Search the entries below for the string "only" and copy the lines that hold it.

[Collected data entries]
+ + + +

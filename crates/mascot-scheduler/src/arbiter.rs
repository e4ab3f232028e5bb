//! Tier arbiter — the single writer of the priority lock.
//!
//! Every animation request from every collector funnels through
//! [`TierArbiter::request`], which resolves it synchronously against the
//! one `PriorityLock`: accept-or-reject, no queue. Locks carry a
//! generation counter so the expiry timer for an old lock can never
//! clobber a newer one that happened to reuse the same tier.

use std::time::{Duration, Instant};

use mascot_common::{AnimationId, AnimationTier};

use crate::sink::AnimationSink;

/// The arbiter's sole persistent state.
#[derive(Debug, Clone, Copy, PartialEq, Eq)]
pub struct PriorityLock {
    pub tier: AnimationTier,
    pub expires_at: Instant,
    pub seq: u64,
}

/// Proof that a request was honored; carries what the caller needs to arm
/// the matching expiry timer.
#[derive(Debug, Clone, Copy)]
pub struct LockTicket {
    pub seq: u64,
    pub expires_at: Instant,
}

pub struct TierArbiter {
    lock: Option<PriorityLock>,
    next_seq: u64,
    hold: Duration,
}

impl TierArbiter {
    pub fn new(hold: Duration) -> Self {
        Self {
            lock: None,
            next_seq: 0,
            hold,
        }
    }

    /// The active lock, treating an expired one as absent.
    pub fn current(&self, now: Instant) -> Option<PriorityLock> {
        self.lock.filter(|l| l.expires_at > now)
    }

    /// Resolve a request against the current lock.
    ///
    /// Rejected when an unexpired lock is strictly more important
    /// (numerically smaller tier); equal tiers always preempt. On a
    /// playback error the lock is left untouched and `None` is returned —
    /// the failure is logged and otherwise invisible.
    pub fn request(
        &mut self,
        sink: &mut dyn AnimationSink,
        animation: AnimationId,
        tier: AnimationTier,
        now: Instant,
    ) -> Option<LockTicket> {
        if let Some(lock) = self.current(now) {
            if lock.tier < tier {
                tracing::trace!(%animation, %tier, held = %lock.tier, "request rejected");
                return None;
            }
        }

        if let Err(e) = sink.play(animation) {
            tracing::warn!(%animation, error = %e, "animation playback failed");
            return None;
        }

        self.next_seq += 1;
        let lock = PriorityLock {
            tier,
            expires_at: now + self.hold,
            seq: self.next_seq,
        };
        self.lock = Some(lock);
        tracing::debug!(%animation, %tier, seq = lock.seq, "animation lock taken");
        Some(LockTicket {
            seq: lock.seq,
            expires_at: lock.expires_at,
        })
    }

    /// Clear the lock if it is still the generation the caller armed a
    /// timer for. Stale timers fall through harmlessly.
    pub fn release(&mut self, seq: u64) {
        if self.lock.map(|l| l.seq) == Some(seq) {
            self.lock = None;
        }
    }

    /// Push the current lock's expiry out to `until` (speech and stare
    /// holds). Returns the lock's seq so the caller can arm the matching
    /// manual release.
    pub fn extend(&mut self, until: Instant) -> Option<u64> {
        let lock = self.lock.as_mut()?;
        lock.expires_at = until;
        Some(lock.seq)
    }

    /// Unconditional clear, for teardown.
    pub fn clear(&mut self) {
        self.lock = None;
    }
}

+ + + +

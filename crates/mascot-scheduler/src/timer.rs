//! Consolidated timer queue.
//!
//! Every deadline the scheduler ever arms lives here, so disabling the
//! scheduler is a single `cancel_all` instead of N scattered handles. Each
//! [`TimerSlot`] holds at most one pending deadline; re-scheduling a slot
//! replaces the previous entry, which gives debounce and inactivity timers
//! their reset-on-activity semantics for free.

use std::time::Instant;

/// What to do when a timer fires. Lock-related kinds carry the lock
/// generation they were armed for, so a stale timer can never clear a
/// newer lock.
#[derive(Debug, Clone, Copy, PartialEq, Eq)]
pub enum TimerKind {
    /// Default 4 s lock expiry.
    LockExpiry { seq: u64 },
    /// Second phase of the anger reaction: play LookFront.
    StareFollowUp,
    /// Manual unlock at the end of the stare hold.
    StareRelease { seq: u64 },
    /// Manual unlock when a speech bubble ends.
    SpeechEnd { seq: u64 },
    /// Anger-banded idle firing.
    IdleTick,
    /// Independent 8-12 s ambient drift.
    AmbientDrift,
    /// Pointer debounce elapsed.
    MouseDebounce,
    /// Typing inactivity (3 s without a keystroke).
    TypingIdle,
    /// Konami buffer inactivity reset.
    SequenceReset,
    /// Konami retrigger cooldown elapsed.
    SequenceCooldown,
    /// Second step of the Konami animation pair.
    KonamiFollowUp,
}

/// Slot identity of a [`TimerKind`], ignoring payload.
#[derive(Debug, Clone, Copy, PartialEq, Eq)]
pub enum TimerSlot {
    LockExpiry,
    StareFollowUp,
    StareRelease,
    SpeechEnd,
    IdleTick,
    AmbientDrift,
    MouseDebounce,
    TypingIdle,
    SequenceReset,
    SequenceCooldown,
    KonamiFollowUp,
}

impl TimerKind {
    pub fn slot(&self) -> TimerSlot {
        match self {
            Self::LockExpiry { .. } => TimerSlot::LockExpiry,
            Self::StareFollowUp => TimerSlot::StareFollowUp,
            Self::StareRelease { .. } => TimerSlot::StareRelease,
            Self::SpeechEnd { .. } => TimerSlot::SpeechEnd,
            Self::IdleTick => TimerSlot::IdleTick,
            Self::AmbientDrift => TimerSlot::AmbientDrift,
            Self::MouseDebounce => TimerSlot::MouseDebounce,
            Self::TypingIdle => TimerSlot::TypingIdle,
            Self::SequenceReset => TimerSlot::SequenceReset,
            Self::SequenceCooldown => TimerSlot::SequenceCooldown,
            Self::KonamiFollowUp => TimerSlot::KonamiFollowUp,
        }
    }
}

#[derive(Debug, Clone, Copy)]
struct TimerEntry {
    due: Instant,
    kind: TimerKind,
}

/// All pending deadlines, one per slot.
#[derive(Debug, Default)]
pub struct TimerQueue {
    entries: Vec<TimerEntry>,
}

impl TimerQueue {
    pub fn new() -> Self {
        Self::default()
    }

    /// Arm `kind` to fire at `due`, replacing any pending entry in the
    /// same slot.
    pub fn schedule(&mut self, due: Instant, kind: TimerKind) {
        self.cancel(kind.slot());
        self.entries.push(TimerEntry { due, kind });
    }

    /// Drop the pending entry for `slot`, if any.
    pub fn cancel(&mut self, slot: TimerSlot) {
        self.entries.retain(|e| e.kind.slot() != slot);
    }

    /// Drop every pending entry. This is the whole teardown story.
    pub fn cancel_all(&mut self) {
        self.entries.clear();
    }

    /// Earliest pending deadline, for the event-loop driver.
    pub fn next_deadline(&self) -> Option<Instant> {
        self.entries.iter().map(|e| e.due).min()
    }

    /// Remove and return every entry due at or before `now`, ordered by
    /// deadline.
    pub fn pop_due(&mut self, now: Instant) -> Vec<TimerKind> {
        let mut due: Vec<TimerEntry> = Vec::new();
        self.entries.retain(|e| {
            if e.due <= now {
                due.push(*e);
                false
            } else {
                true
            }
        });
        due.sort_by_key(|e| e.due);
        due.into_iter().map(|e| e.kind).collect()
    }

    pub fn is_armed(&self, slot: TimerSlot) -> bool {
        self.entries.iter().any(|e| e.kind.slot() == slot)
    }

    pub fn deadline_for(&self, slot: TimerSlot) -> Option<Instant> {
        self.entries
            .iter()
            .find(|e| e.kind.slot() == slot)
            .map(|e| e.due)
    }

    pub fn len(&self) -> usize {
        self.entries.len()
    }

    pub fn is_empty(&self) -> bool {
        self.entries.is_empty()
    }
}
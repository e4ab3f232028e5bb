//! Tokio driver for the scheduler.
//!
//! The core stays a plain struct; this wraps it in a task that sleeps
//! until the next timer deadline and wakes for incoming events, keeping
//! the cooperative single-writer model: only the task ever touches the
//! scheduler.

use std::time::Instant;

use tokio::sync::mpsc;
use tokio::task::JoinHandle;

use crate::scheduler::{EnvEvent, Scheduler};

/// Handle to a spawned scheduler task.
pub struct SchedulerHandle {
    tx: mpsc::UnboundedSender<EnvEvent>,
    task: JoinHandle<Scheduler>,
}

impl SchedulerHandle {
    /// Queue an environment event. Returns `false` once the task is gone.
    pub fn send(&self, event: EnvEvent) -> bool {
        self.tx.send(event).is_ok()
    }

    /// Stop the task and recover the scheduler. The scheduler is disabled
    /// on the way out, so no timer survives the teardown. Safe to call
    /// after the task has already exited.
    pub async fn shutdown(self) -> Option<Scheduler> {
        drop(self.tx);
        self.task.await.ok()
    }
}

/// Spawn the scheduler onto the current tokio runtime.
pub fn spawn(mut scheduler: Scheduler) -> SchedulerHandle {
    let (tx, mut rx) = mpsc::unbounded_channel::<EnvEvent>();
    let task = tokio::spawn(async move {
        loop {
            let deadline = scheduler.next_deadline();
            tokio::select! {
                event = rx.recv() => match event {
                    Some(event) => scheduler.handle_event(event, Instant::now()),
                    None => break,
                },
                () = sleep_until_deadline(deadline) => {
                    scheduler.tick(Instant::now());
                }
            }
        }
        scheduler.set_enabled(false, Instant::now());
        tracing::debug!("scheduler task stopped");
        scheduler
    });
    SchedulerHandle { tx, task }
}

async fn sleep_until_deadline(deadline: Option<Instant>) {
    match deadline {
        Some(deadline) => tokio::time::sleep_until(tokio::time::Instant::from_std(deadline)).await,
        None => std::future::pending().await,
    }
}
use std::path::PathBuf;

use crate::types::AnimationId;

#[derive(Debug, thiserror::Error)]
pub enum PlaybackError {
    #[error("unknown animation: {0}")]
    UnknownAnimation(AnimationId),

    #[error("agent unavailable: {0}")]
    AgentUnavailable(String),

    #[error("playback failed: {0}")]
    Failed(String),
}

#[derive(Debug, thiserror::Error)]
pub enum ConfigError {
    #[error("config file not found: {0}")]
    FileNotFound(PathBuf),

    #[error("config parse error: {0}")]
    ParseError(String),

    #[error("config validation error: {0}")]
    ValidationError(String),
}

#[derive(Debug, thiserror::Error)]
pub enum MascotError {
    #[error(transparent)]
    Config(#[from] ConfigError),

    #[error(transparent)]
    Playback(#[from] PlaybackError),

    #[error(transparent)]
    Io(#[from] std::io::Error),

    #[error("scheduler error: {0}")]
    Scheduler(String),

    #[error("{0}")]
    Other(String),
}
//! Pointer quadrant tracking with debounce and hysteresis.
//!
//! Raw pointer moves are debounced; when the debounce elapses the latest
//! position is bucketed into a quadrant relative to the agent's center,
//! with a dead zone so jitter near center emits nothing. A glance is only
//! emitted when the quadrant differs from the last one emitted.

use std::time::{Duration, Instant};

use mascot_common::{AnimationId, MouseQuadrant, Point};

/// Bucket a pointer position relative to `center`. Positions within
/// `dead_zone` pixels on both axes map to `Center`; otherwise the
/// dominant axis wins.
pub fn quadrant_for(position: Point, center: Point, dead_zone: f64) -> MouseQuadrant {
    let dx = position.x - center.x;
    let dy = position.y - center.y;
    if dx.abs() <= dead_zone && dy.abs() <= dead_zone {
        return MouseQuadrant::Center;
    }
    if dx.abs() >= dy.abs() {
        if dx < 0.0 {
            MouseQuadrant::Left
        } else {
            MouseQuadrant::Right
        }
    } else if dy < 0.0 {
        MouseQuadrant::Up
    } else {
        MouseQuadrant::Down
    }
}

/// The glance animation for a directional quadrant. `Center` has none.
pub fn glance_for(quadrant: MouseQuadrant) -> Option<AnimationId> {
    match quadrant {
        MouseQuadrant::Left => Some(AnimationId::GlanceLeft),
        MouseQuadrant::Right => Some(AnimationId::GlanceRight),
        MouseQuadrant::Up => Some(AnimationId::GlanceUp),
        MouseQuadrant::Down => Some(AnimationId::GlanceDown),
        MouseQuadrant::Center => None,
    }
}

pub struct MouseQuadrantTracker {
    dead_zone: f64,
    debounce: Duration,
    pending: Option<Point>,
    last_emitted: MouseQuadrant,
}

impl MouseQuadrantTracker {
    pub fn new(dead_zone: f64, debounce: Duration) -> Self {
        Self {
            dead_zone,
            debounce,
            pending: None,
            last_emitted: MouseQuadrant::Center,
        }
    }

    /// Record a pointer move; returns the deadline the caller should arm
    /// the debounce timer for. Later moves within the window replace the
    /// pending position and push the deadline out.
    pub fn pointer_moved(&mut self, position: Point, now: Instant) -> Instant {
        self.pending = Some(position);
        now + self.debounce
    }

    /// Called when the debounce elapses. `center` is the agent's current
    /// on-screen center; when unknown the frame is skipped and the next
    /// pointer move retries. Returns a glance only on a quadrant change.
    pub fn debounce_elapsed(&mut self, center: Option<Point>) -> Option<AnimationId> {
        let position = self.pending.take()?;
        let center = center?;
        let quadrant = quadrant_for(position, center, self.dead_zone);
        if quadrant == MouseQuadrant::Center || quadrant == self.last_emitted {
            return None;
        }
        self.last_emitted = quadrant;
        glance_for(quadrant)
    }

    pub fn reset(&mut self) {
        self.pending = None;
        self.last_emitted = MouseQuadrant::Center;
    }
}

+ + + +

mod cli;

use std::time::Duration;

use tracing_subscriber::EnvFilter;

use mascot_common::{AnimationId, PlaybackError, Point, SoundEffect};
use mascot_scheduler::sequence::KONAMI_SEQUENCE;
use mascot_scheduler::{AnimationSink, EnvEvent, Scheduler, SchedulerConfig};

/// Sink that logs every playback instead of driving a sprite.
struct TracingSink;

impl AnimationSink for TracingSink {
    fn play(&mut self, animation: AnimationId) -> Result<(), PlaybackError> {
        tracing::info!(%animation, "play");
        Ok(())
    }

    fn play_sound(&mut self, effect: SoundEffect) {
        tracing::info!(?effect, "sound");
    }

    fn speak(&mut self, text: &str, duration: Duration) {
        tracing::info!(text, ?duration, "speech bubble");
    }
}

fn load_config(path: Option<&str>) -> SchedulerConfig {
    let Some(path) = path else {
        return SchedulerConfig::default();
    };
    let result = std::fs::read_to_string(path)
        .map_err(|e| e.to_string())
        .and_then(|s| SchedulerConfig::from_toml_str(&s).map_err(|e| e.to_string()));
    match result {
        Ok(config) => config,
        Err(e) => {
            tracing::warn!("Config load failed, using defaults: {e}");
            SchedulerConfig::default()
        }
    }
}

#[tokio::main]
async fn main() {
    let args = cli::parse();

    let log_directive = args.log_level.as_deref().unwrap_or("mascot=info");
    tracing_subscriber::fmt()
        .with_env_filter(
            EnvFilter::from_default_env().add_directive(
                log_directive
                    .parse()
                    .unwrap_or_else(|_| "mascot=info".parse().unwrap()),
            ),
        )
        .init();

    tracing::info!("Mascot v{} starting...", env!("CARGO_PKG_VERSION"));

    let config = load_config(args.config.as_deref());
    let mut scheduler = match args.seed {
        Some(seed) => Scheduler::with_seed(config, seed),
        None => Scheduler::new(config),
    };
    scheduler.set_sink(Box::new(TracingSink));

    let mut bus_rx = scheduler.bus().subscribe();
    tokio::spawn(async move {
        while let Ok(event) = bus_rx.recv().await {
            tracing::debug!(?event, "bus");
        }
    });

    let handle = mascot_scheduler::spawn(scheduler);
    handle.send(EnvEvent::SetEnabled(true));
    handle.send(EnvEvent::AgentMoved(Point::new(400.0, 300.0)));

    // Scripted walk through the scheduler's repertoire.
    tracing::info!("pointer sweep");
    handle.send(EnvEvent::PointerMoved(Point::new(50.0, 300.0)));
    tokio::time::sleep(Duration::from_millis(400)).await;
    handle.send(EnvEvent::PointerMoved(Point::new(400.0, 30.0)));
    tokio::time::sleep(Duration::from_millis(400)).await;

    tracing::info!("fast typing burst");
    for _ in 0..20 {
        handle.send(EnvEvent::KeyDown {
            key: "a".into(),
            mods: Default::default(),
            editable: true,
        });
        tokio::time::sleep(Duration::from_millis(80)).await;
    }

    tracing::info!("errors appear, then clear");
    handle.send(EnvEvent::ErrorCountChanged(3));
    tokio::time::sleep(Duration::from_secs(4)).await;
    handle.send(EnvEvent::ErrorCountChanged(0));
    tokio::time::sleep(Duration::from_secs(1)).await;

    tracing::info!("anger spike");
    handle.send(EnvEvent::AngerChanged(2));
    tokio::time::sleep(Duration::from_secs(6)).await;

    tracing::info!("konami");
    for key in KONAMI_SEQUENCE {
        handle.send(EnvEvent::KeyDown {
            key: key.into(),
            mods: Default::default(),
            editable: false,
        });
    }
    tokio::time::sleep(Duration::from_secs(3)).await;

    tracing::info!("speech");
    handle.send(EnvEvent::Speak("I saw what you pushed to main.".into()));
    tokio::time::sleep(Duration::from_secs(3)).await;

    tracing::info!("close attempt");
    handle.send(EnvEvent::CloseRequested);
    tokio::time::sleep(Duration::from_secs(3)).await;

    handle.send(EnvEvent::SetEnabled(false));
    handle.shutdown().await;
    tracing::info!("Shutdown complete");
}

+ + + +

## RESULT
//! the cooperative single-writer model: only the task ever touches the
//! with a dead zone so jitter near center emits nothing. A glance is only
    /// pointer move retries. Returns a glance only on a quadrant change.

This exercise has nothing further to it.